[Records from a data collection]
+ + +
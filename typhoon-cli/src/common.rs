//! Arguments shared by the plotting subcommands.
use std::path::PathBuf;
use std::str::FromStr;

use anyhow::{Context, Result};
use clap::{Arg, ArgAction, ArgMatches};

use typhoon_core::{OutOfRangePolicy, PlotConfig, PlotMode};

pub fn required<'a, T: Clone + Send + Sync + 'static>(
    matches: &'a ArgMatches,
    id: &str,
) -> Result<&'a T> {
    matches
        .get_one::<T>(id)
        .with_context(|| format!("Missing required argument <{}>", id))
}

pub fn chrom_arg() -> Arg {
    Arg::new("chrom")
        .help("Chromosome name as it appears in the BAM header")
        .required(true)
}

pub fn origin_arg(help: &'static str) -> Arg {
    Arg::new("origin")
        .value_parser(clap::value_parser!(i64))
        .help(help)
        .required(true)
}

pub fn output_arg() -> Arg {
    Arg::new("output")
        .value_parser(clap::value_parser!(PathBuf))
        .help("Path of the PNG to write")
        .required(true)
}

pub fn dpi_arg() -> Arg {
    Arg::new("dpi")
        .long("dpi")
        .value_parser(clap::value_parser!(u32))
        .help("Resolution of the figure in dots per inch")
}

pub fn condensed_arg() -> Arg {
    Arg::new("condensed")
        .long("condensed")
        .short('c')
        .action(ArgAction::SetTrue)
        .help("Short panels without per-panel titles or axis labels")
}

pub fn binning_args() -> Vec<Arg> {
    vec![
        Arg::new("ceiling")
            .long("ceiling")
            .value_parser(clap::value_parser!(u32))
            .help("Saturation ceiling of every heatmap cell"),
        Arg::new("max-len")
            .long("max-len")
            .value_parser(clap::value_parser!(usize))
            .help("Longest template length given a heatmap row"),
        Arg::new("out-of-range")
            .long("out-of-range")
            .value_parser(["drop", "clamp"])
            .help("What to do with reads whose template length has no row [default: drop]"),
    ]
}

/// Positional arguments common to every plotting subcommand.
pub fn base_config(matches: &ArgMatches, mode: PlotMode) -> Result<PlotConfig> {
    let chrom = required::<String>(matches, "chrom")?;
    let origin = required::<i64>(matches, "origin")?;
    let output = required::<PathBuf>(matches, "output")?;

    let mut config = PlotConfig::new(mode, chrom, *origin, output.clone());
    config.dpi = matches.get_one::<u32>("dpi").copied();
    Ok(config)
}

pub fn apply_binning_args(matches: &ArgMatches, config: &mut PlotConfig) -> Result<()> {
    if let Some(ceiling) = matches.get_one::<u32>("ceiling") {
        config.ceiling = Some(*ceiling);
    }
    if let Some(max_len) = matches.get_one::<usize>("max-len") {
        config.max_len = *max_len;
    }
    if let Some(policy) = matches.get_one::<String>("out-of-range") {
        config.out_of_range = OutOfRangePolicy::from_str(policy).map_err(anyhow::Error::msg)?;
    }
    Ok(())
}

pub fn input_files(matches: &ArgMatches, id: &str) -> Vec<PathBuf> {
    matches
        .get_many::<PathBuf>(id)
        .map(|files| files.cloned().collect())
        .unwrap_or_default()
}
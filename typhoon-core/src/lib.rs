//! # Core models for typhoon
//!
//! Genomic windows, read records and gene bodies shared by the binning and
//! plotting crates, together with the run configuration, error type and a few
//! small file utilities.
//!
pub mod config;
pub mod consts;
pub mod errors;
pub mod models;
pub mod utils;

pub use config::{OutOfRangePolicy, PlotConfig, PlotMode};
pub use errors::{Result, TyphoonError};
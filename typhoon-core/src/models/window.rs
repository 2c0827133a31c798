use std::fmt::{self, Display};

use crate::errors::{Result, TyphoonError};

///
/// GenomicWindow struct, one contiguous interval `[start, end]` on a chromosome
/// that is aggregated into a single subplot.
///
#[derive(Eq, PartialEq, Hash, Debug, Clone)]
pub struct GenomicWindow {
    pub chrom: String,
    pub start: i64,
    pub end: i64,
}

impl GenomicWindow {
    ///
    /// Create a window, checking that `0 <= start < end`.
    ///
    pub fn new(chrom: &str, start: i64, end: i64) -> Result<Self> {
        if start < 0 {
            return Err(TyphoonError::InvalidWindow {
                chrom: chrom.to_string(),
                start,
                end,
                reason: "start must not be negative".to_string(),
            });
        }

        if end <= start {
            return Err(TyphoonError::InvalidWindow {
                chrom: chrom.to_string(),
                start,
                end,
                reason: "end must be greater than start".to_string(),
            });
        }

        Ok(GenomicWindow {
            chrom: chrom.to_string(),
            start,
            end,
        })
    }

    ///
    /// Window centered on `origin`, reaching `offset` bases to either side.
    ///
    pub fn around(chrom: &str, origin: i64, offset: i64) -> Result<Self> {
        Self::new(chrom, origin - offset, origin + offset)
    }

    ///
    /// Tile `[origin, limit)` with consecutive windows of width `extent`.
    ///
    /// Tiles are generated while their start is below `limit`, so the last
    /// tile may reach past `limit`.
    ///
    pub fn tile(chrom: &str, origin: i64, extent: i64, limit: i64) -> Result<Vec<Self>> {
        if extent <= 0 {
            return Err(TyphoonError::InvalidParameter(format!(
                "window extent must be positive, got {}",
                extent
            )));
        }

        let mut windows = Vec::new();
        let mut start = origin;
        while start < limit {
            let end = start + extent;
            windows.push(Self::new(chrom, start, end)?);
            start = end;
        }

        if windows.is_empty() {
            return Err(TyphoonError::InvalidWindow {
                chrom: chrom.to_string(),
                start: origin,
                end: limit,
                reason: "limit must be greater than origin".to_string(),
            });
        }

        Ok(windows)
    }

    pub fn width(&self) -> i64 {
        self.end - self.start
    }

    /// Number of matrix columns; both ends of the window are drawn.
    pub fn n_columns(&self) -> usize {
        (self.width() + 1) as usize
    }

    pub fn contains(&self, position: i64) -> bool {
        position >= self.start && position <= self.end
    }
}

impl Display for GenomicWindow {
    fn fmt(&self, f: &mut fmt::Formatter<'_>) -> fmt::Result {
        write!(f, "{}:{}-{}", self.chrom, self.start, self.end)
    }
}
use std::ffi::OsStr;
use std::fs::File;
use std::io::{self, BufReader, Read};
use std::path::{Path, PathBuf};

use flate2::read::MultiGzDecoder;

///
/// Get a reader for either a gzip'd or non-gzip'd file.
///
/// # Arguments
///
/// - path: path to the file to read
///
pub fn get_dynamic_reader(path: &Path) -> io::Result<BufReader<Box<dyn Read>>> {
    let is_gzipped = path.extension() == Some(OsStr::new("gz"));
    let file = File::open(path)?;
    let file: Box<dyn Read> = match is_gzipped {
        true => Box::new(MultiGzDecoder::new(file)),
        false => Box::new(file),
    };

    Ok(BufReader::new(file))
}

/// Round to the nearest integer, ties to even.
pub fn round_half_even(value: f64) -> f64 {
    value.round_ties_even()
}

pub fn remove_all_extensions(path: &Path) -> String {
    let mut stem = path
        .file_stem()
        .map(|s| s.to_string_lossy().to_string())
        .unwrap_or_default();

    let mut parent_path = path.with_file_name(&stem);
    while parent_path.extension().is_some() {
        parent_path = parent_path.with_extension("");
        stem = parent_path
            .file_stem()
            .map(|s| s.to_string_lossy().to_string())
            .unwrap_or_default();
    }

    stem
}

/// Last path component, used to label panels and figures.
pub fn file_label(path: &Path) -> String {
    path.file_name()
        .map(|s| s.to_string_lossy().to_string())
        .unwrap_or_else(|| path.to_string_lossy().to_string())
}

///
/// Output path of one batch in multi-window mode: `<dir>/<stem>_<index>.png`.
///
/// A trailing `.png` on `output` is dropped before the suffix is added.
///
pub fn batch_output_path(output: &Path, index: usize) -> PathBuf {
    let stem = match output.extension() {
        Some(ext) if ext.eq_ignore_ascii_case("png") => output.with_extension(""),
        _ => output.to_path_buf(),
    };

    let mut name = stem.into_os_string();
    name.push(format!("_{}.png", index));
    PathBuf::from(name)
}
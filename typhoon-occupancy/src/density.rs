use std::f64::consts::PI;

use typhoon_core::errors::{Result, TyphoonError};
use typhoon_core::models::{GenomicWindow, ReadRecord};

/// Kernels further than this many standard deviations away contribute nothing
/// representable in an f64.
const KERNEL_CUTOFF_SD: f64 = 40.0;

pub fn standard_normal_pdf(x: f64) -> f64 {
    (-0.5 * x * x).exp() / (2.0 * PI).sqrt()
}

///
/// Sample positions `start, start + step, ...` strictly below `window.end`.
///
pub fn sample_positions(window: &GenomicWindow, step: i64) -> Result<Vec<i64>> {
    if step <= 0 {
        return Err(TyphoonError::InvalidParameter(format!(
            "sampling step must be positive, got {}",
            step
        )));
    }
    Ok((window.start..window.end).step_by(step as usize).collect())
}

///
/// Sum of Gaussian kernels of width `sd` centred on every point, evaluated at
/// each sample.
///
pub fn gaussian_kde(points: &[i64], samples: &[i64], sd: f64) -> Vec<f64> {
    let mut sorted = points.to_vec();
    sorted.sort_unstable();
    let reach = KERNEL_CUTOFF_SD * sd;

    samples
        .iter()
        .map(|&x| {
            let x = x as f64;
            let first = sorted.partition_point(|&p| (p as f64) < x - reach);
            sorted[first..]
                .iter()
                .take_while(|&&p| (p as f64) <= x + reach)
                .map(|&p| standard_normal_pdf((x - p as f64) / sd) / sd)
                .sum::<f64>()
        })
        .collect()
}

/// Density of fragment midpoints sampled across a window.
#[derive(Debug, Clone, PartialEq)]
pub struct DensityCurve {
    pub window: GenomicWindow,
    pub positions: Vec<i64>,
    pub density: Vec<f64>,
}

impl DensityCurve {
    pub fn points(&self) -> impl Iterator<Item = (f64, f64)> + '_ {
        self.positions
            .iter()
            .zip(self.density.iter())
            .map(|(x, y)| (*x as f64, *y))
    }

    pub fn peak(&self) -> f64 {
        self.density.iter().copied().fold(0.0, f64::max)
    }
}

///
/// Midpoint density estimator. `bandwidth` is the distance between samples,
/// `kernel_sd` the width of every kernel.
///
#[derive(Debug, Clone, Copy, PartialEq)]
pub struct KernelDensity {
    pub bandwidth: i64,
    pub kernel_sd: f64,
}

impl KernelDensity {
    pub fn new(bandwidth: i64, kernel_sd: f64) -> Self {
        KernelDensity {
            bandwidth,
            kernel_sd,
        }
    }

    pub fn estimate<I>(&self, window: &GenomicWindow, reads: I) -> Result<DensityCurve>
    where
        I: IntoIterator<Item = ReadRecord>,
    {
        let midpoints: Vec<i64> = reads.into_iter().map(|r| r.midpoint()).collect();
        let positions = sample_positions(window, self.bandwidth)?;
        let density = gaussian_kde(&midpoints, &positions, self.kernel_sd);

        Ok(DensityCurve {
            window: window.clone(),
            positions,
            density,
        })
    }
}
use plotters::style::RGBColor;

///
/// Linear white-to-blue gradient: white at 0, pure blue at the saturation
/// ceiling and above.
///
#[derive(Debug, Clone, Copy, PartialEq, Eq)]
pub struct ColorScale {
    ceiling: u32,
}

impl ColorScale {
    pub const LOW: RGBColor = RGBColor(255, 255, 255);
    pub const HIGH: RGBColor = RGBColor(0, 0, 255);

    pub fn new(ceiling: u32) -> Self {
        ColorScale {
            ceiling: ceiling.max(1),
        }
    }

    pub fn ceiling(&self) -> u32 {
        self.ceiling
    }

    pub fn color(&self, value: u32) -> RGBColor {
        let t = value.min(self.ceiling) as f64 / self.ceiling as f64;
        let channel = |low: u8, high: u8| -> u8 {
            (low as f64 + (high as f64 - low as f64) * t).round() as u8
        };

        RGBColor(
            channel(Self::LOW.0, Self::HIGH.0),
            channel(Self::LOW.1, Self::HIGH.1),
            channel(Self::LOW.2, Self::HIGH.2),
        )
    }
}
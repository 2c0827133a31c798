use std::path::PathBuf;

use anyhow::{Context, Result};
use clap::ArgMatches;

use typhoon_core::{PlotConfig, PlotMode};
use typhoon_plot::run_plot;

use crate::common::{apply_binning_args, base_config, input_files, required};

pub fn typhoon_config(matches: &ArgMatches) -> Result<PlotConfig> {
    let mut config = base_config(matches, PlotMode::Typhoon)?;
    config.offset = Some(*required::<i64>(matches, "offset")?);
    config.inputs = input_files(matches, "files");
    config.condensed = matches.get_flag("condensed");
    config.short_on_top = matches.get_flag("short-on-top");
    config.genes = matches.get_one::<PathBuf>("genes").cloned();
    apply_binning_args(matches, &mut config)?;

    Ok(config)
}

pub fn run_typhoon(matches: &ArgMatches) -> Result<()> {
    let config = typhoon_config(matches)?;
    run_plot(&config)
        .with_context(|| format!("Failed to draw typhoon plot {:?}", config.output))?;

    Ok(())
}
+ + +
(Problem statement): Please restate only the opening stretch of the records above: every line from the first through the one containing "every plotting subcommand.", exactly as written.

(Solution):
filename typhoon-cli/src/common.rs
//! Arguments shared by the plotting subcommands.
use std::path::PathBuf;
use std::str::FromStr;

use anyhow::{Context, Result};
use clap::{Arg, ArgAction, ArgMatches};

use typhoon_core::{OutOfRangePolicy, PlotConfig, PlotMode};

pub fn required<'a, T: Clone + Send + Sync + 'static>(
    matches: &'a ArgMatches,
    id: &str,
) -> Result<&'a T> {
    matches
        .get_one::<T>(id)
        .with_context(|| format!("Missing required argument <{}>", id))
}

pub fn chrom_arg() -> Arg {
    Arg::new("chrom")
        .help("Chromosome name as it appears in the BAM header")
        .required(true)
}

pub fn origin_arg(help: &'static str) -> Arg {
    Arg::new("origin")
        .value_parser(clap::value_parser!(i64))
        .help(help)
        .required(true)
}

pub fn output_arg() -> Arg {
    Arg::new("output")
        .value_parser(clap::value_parser!(PathBuf))
        .help("Path of the PNG to write")
        .required(true)
}

pub fn dpi_arg() -> Arg {
    Arg::new("dpi")
        .long("dpi")
        .value_parser(clap::value_parser!(u32))
        .help("Resolution of the figure in dots per inch")
}

pub fn condensed_arg() -> Arg {
    Arg::new("condensed")
        .long("condensed")
        .short('c')
        .action(ArgAction::SetTrue)
        .help("Short panels without per-panel titles or axis labels")
}

pub fn binning_args() -> Vec<Arg> {
    vec![
        Arg::new("ceiling")
            .long("ceiling")
            .value_parser(clap::value_parser!(u32))
            .help("Saturation ceiling of every heatmap cell"),
        Arg::new("max-len")
            .long("max-len")
            .value_parser(clap::value_parser!(usize))
            .help("Longest template length given a heatmap row"),
        Arg::new("out-of-range")
            .long("out-of-range")
            .value_parser(["drop", "clamp"])
            .help("What to do with reads whose template length has no row [default: drop]"),
    ]
}

/// Positional arguments common to every plotting subcommand.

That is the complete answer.